View Full Version : Free Access to Medical Books Online
Griswald
08-18-2009, 06:50 PM
A variety of full text books available online and sorted by specialty. The unrestricted access to scientific knowledge will have a major impact on medical practice. This site offers free access to medical books over the Internet.
http://freebooks4doctors.com/fb/special.htm
mydodger
08-18-2009, 06:57 PM
A variety of full text books available online and sorted by specialty. The unrestricted access to scientific knowledge will have a major impact on medical practice. This site offers free access to medical books over the Internet.
http://freebooks4doctors.com/fb/special.htm
As a medical student, I'm wondering how a collection of mainly technical articles is going to have a major impact on medical practice.
Griswald
08-18-2009, 07:10 PM
As a medical student, I'm wondering how a collection of mainly technical articles is going to have a major impact on medical practice.
Good Question, but I copied and pasted that info from that site. Sorry I can not answer your question.
zenboy
08-18-2009, 08:23 PM
As a medical student, I'm wondering how a collection of mainly technical articles is going to have a major impact on medical practice.
Definitely have a great impact on medical practice; especially for both the doctors and patients. Not every doctors have the available resources on all the medical cases, diagnoses and treatmenst available at hand. Having reliable technical articles help them make informed decisions regarding the life of their patients.
These medical articles do also help patients to know a bit more about the symptoms, causes, and treatments related to their cases. There are many educated patients who do have a great understanding about the field of medicine and would use these articles to guide them to make the right decisions about their illnesses as well as knowing whether they are getting the right treatments from the physicians.
More valuable medical technical articles available freely to the public benefits everyone.
ladybuggs
08-19-2009, 01:36 PM
Definitely have a great impact on medical practice; especially for both the doctors and patients. Not every doctors have the available resources on all the medical cases, diagnoses and treatmenst available at hand. Having reliable technical articles help them make informed decisions regarding the life of their patients.
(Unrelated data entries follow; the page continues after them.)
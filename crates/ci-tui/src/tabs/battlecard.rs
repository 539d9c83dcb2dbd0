use ratatui::layout::{Constraint, Direction, Layout, Rect};
use ratatui::style::{Color, Modifier, Style};
use ratatui::text::{Line, Span};
use ratatui::widgets::{Block, Borders, Cell, Paragraph, Row, Table, Wrap};
use ratatui::Frame;

use ci_core::report::PositioningPoint;

use crate::app::App;

/// Tab 4: where we win, where we need to improve, attack and defend table.
pub fn render(frame: &mut Frame, app: &App, area: Rect) {
    let chunks = Layout::default()
        .direction(Direction::Vertical)
        .constraints([
            Constraint::Length(10),
            Constraint::Min(9),
            Constraint::Length(6),
        ])
        .split(area);

    let top = Layout::default()
        .direction(Direction::Horizontal)
        .constraints([Constraint::Percentage(50), Constraint::Percentage(50)])
        .split(chunks[0]);

    render_points(frame, top[0], " Where POR Wins ", app.report.wins(), Color::Green);
    render_points(
        frame,
        top[1],
        " Where We Need to Improve ",
        app.report.improvements(),
        Color::Red,
    );
    render_table(frame, app, chunks[1]);
    render_selected(frame, app, chunks[2]);
}

fn render_points(
    frame: &mut Frame,
    area: Rect,
    title: &str,
    points: &[PositioningPoint],
    color: Color,
) {
    let lines: Vec<Line> = points
        .iter()
        .map(|p| {
            Line::from(vec![
                Span::styled("\u{2022} ", Style::default().fg(color)),
                Span::styled(
                    format!("{}: ", p.topic),
                    Style::default().add_modifier(Modifier::BOLD),
                ),
                Span::raw(p.detail.as_str()),
            ])
        })
        .collect();

    let panel = Paragraph::new(lines)
        .block(
            Block::default()
                .borders(Borders::ALL)
                .title(title.to_string())
                .border_style(Style::default().fg(color)),
        )
        .wrap(Wrap { trim: true });
    frame.render_widget(panel, area);
}

fn render_table(frame: &mut Frame, app: &App, area: Rect) {
    let header = Row::new(vec![
        Cell::from("Area"),
        Cell::from("Quipli Weakness"),
        Cell::from("POR Counter-Position"),
    ])
    .style(
        Style::default()
            .fg(Color::Yellow)
            .add_modifier(Modifier::BOLD),
    );

    let rows: Vec<Row> = app
        .report
        .battlecard_rows()
        .iter()
        .enumerate()
        .map(|(i, r)| {
            let row = Row::new(vec![
                Cell::from(r.area.as_str()),
                Cell::from(r.counterpart_weakness.as_str()),
                Cell::from(r.counter_position.as_str()),
            ]);
            if i == app.selected_index {
                row.style(Style::default().bg(Color::DarkGray))
            } else {
                row
            }
        })
        .collect();

    let widths = [
        Constraint::Length(18),
        Constraint::Percentage(40),
        Constraint::Min(20),
    ];

    let table = Table::new(rows, widths)
        .header(header)
        .block(
            Block::default()
                .borders(Borders::ALL)
                .title(" Attack & Defend Strategies "),
        );
    frame.render_widget(table, area);
}

fn render_selected(frame: &mut Frame, app: &App, area: Rect) {
    let Some(row) = app.report.battlecard_rows().get(app.selected_index) else {
        return;
    };
    let lines = vec![
        Line::from(vec![
            Span::styled("Weakness: ", Style::default().fg(Color::Red)),
            Span::raw(row.counterpart_weakness.as_str()),
        ]),
        Line::from(vec![
            Span::styled("Counter:  ", Style::default().fg(Color::Green)),
            Span::raw(row.counter_position.as_str()),
        ]),
    ];
    let detail = Paragraph::new(lines)
        .block(
            Block::default()
                .borders(Borders::ALL)
                .title(format!(" {} ", row.area)),
        )
        .wrap(Wrap { trim: true });
    frame.render_widget(detail, area);
}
These medical articles do also help patients to know a bit more about the symptoms, causes, and treatments related to their cases. There are many educated patients who do have a great understanding about the field of medicine and would use these articles to guide them to make the right decisions about their illnesses as well as knowing whether they are getting the right treatments from the physicians.
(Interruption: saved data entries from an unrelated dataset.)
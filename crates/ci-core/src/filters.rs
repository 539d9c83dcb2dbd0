//! Sidebar filter state.
//!
//! The selection is captured and displayed but never applied to the report:
//! none of the report records carry a region or call-type dimension.

use std::collections::BTreeSet;
use std::fmt;
use std::str::FromStr;

use serde::{Deserialize, Serialize};
use thiserror::Error;

#[derive(Debug, Error, PartialEq, Eq)]
pub enum FilterError {
    #[error("unknown region: {0}")]
    UnknownRegion(String),
    #[error("unknown call type: {0}")]
    UnknownCallType(String),
}

// ---------------------------------------------------------------------------
// Region
// ---------------------------------------------------------------------------

#[derive(Debug, Clone, Copy, PartialEq, Eq, Hash, Default, Serialize, Deserialize)]
#[serde(rename_all = "snake_case")]
pub enum Region {
    #[default]
    Global,
    NorthAmerica,
    Europe,
    Apac,
}

impl Region {
    pub const ALL: [Region; 4] = [
        Region::Global,
        Region::NorthAmerica,
        Region::Europe,
        Region::Apac,
    ];

    pub fn label(&self) -> &'static str {
        match self {
            Region::Global => "Global (All)",
            Region::NorthAmerica => "North America",
            Region::Europe => "Europe",
            Region::Apac => "APAC",
        }
    }

    pub fn key(&self) -> &'static str {
        match self {
            Region::Global => "global",
            Region::NorthAmerica => "north_america",
            Region::Europe => "europe",
            Region::Apac => "apac",
        }
    }

    /// Next region in selector order, wrapping around.
    pub fn next(&self) -> Region {
        let idx = Region::ALL.iter().position(|r| r == self).unwrap_or(0);
        Region::ALL[(idx + 1) % Region::ALL.len()]
    }
}

impl fmt::Display for Region {
    fn fmt(&self, f: &mut fmt::Formatter<'_>) -> fmt::Result {
        f.write_str(self.label())
    }
}

impl FromStr for Region {
    type Err = FilterError;

    /// Accepts either the display label or the snake_case key, any case.
    fn from_str(s: &str) -> Result<Self, Self::Err> {
        let wanted = s.trim().to_lowercase();
        Region::ALL
            .into_iter()
            .find(|r| r.key() == wanted || r.label().to_lowercase() == wanted)
            .ok_or_else(|| FilterError::UnknownRegion(s.to_string()))
    }
}

// ---------------------------------------------------------------------------
// CallType
// ---------------------------------------------------------------------------

#[derive(Debug, Clone, Copy, PartialEq, Eq, Hash, PartialOrd, Ord, Serialize, Deserialize)]
#[serde(rename_all = "snake_case")]
pub enum CallType {
    Sales,
    InternalTraining,
}

impl CallType {
    pub const ALL: [CallType; 2] = [CallType::Sales, CallType::InternalTraining];

    pub fn label(&self) -> &'static str {
        match self {
            CallType::Sales => "Sales",
            CallType::InternalTraining => "Internal/Training",
        }
    }

    pub fn key(&self) -> &'static str {
        match self {
            CallType::Sales => "sales",
            CallType::InternalTraining => "internal_training",
        }
    }
}

impl fmt::Display for CallType {
    fn fmt(&self, f: &mut fmt::Formatter<'_>) -> fmt::Result {
        f.write_str(self.label())
    }
}

impl FromStr for CallType {
    type Err = FilterError;

    fn from_str(s: &str) -> Result<Self, Self::Err> {
        let wanted = s.trim().to_lowercase();
        CallType::ALL
            .into_iter()
            .find(|c| c.key() == wanted || c.label().to_lowercase() == wanted)
            .ok_or_else(|| FilterError::UnknownCallType(s.to_string()))
    }
}

// ---------------------------------------------------------------------------
// FilterSelection
// ---------------------------------------------------------------------------

#[derive(Debug, Clone, PartialEq, Eq, Serialize, Deserialize)]
pub struct FilterSelection {
    pub region: Region,
    pub call_types: BTreeSet<CallType>,
}

impl FilterSelection {
    pub fn new(region: Region, call_types: impl IntoIterator<Item = CallType>) -> Self {
        Self {
            region,
            call_types: call_types.into_iter().collect(),
        }
    }

    pub fn cycle_region(&mut self) {
        self.region = self.region.next();
    }

    /// Flip membership of `call_type`. Returns whether it is now selected.
    pub fn toggle_call_type(&mut self, call_type: CallType) -> bool {
        if self.call_types.remove(&call_type) {
            false
        } else {
            self.call_types.insert(call_type);
            true
        }
    }

    pub fn is_selected(&self, call_type: CallType) -> bool {
        self.call_types.contains(&call_type)
    }
}

impl Default for FilterSelection {
    fn default() -> Self {
        Self::new(Region::Global, CallType::ALL)
    }
}

// ---------------------------------------------------------------------------
// Tests
// ---------------------------------------------------------------------------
More valuable medical technical articles available freely to the public benefits everyone.
I agree, and I think every patient should be well informed.
tripchild01
08-20-2009, 05:46 PM
As a medical student, I'm wondering how a collection of mainly technical articles is going to have a major impact on medical practice.
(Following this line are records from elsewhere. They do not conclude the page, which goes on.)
//! Scriptable command surface for the report dashboard.
//!
//! Two input forms drive the same [`AppCommand`]s:
//! - **Text**: `:` prefixed commands such as `:tab 2` or `:ask what about pricing?`.
//! - **JSON**: one object per line, e.g. `{"cmd":"ask","args":["threats?"]}`.
//!
//! Queries and chat replies come back as JSON strings so a driver can inspect
//! the dashboard without touching its structs.

use std::time::Duration;

use ci_chat::ChatError;
use ci_core::filters::{CallType, Region};

use crate::app::{App, TAB_NAMES};

/// Extra time `ask` waits beyond the configured thinking delay.
pub const REPLY_GRACE: Duration = Duration::from_secs(5);

// ---------------------------------------------------------------------------
// AppCommand enum
// ---------------------------------------------------------------------------

#[derive(Debug, Clone, PartialEq)]
pub enum AppCommand {
    // Navigation
    /// Zero-based tab index, as reported by `query_state`.
    Tab(usize),
    NextTab,
    PrevTab,
    Up,
    Down,

    // Filters
    Region(Region),
    Toggle(CallType),

    // Chat
    Ask(String),
    Cancel,

    // Queries
    QueryState,
    QueryTab,
    QueryTranscript,
    QueryReport,

    // System
    Help,
    Quit,
}

// ---------------------------------------------------------------------------
// Text command parser  (`:` prefixed)
// ---------------------------------------------------------------------------

/// Parse a `:` prefixed command string.
///
/// Examples: `:tab 3`, `:region europe`, `:toggle sales`, `:ask total calls?`.
pub fn parse_command(input: &str) -> Option<AppCommand> {
    let input = input.trim();
    let input = input.strip_prefix(':')?;
    let mut parts = input.splitn(2, ' ');
    let verb = parts.next()?.trim();
    let arg = parts.next().map(|s| s.trim()).filter(|s| !s.is_empty());

    match verb {
        "tab" => Some(AppCommand::Tab(arg?.parse().ok()?)),
        "next" | "next_tab" => Some(AppCommand::NextTab),
        "prev" | "prev_tab" => Some(AppCommand::PrevTab),
        "up" | "k" => Some(AppCommand::Up),
        "down" | "j" => Some(AppCommand::Down),
        "region" | "g" => Some(AppCommand::Region(arg?.parse().ok()?)),
        "toggle" => Some(AppCommand::Toggle(arg?.parse().ok()?)),
        "ask" => Some(AppCommand::Ask(arg?.to_string())),
        "cancel" => Some(AppCommand::Cancel),
        "query" => match arg? {
            "state" => Some(AppCommand::QueryState),
            "tab" => Some(AppCommand::QueryTab),
            "transcript" => Some(AppCommand::QueryTranscript),
            "report" => Some(AppCommand::QueryReport),
            _ => None,
        },
        "help" | "?" => Some(AppCommand::Help),
        "quit" | "q" => Some(AppCommand::Quit),
        _ => None,
    }
}

// ---------------------------------------------------------------------------
// JSON command parser
// ---------------------------------------------------------------------------

/// Parse a JSON command: `{"cmd":"tab","args":[3]}` or `{"cmd":"query_state"}`.
pub fn parse_json_command(json: &str) -> Option<AppCommand> {
    let v: serde_json::Value = serde_json::from_str(json).ok()?;
    let cmd = v.get("cmd")?.as_str()?;
    let args = v.get("args");

    let arg_usize =
        |idx: usize| -> Option<usize> { args?.as_array()?.get(idx)?.as_u64().map(|n| n as usize) };
    let arg_str = |idx: usize| -> Option<&str> { args?.as_array()?.get(idx)?.as_str() };

    match cmd {
        "tab" => Some(AppCommand::Tab(arg_usize(0)?)),
        "next_tab" => Some(AppCommand::NextTab),
        "prev_tab" => Some(AppCommand::PrevTab),
        "up" => Some(AppCommand::Up),
        "down" => Some(AppCommand::Down),
        "region" => Some(AppCommand::Region(arg_str(0)?.parse().ok()?)),
        "toggle" => Some(AppCommand::Toggle(arg_str(0)?.parse().ok()?)),
        "ask" => Some(AppCommand::Ask(arg_str(0)?.to_string())),
        "cancel" => Some(AppCommand::Cancel),
        "query_state" => Some(AppCommand::QueryState),
        "query_tab" => Some(AppCommand::QueryTab),
        "query_transcript" => Some(AppCommand::QueryTranscript),
        "query_report" => Some(AppCommand::QueryReport),
        "help" => Some(AppCommand::Help),
        "quit" => Some(AppCommand::Quit),
        _ => None,
    }
}

// ---------------------------------------------------------------------------
// Command execution
// ---------------------------------------------------------------------------

/// Execute a command against the application state.
///
/// Returns `Some(json_string)` for queries, chat replies and errors, `None`
/// for plain state changes. `Ask` blocks until the reply arrives or the
/// thinking delay plus [`REPLY_GRACE`] passes.
pub fn execute_command(app: &mut App, cmd: AppCommand) -> Option<String> {
    match cmd {
        // -- Navigation -----------------------------------------------------
        AppCommand::Tab(idx) if idx >= TAB_NAMES.len() => Some(
            serde_json::json!({
                "event": "error",
                "code": "bad_tab",
                "message": format!("no tab {idx}; tabs are 0-{}", TAB_NAMES.len() - 1),
            })
            .to_string(),
        ),
        AppCommand::Tab(idx) => {
            app.set_tab(idx);
            None
        }
        AppCommand::NextTab => {
            app.next_tab();
            None
        }
        AppCommand::PrevTab => {
            app.prev_tab();
            None
        }
        AppCommand::Up => {
            app.select_prev();
            None
        }
        AppCommand::Down => {
            app.select_next();
            None
        }

        // -- Filters --------------------------------------------------------
        AppCommand::Region(region) => {
            app.filters.region = region;
            tracing::debug!(%region, "region set (report is not filtered)");
            None
        }
        AppCommand::Toggle(call_type) => {
            app.toggle_call_type(call_type);
            None
        }

        // -- Chat -----------------------------------------------------------
        AppCommand::Ask(query) => Some(ask(app, &query).to_string()),
        AppCommand::Cancel => app.cancel_pending().map(|ticket| {
            serde_json::json!({"event": "cancelled", "ticket": ticket}).to_string()
        }),

        // -- Queries --------------------------------------------------------
        AppCommand::QueryState => Some(state_json(app).to_string()),
        AppCommand::QueryTab => Some(tab_json(app).to_string()),
        AppCommand::QueryTranscript => serde_json::to_string(&app.session).ok(),
        AppCommand::QueryReport => serde_json::to_string(&app.report).ok(),

        // -- System ---------------------------------------------------------
        AppCommand::Help => {
            app.show_help = true;
            None
        }
        AppCommand::Quit => {
            app.quit();
            None
        }
    }
}

fn ask(app: &mut App, query: &str) -> serde_json::Value {
    let ticket = match app.ask(query) {
        Ok(ticket) => ticket,
        Err(e) => {
            let code = match e {
                ChatError::EmptyQuery => "empty_query",
                ChatError::ReplyPending { .. } => "reply_pending",
            };
            return serde_json::json!({"event": "error", "code": code, "message": e.to_string()});
        }
    };

    let timeout = app.thinking_delay().duration() + REPLY_GRACE;
    match app.wait_for_reply(timeout) {
        Some(reply) => serde_json::json!({
            "event": "reply",
            "ticket": reply.ticket,
            "topic": reply.topic,
            "content": reply.content,
        }),
        None => {
            app.cancel_pending();
            serde_json::json!({
                "event": "error",
                "code": "timeout",
                "message": format!("no reply for ticket {ticket}"),
            })
        }
    }
}

// ---------------------------------------------------------------------------
// Serialization helpers
// ---------------------------------------------------------------------------

fn state_json(app: &App) -> serde_json::Value {
    let tab_name = TAB_NAMES.get(app.current_tab).copied().unwrap_or("unknown");
    serde_json::json!({
        "current_tab": app.current_tab,
        "tab_name": tab_name,
        "selected_index": app.selected_index,
        "show_help": app.show_help,
        "filters": {
            "region": app.filters.region.label(),
            "call_types": app.filters.call_types.iter().map(|c| c.label()).collect::<Vec<_>>(),
            "applied": false,
        },
        "chat": {
            "turns": app.session.len(),
            "thinking": app.is_thinking(),
            "input": app.input,
            "thinking_delay_ms": app.thinking_delay().duration().as_millis() as u64,
        },
    })
}

fn tab_json(app: &App) -> serde_json::Value {
    let r = &app.report;
    match app.current_tab {
        0 => serde_json::json!({
            "title": r.title(),
            "subtitle": r.subtitle(),
            "metrics": r.metrics(),
            "verdict": r.verdict(),
        }),
        1 => serde_json::json!({
            "funnel": r.funnel_stages(),
            "threats": r.threat_levels(),
            "keywords": r.perception_keywords(),
            "substantive_share_pct": r.substantive_share_pct(),
            "high_threat_share_pct": r.high_threat_share_pct(),
        }),
        2 => serde_json::json!({ "blockers": r.blocker_reasons() }),
        3 => serde_json::json!({
            "wins": r.wins(),
            "improvements": r.improvements(),
            "battlecard": r.battlecard_rows(),
        }),
        4 => serde_json::json!({ "recommendations": r.recommendations() }),
        5 => serde_json::json!({
            "turns": app.session.turns(),
            "thinking": app.is_thinking(),
        }),
        _ => serde_json::Value::Null,
    }
}

#[cfg(test)]
mod tests {
    use super::*;

    #[test]
    fn text_commands_parse() {
        assert_eq!(parse_command(":tab 2"), Some(AppCommand::Tab(2)));
        assert_eq!(parse_command(":region EUROPE"), Some(AppCommand::Region(Region::Europe)));
        assert_eq!(
            parse_command(":toggle internal_training"),
            Some(AppCommand::Toggle(CallType::InternalTraining))
        );
        assert_eq!(
            parse_command(":ask how many calls?"),
            Some(AppCommand::Ask("how many calls?".into()))
        );
        assert_eq!(parse_command(":query transcript"), Some(AppCommand::QueryTranscript));
    }

    #[test]
    fn malformed_text_commands_are_rejected() {
        assert_eq!(parse_command("tab 2"), None);
        assert_eq!(parse_command(":tab"), None);
        assert_eq!(parse_command(":tab two"), None);
        assert_eq!(parse_command(":ask"), None);
        assert_eq!(parse_command(":ask    "), None);
        assert_eq!(parse_command(":region mars"), None);
        assert_eq!(parse_command(":bogus"), None);
    }

    #[test]
    fn json_commands_parse() {
        assert_eq!(
            parse_json_command(r#"{"cmd":"ask","args":["threat?"]}"#),
            Some(AppCommand::Ask("threat?".into()))
        );
        assert_eq!(
            parse_json_command(r#"{"cmd":"region","args":["North America"]}"#),
            Some(AppCommand::Region(Region::NorthAmerica))
        );
        assert_eq!(parse_json_command(r#"{"cmd":"tab"}"#), None);
        assert_eq!(parse_json_command("not json"), None);
    }
}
Obvi. All of your patients will read these technical articles, misunderstand them, and then demand that you treat them with only the most technologically advanced method of frog stem cells that are only in phase I of the clinical trials.
findthedr
08-20-2009, 06:07 PM
Definitely have a great impact on medical practice; especially for both the doctors and patients. Not every doctors have the available resources on all the medical cases, diagnoses and treatmenst available at hand. Having reliable technical articles help them make informed decisions regarding the life of their patients.
already have something widely used worldwide called uptodate (http://www.uptodate.com/home/index.html) that has a separate patient and physician section. Physicians may even be able to receive CME credit from this.
The great thing about them is that all info is current (within the last 3 months) and the information is peer-reviewed (which takes the guesswork about the credibility and interpretation of various reference material). This also helps standardize the quality of care regardless of location (i.e. the tx for colon CA should be the same whether you see a doc in florida or oregon).
There is nothing wrong with the site that the op listed, but the info is not as current, peer-reviewed, or organized as uptodate. Thus, I couldnt see any physician using it in their practice, and I dont see how it would be an efficient use of time for a patient.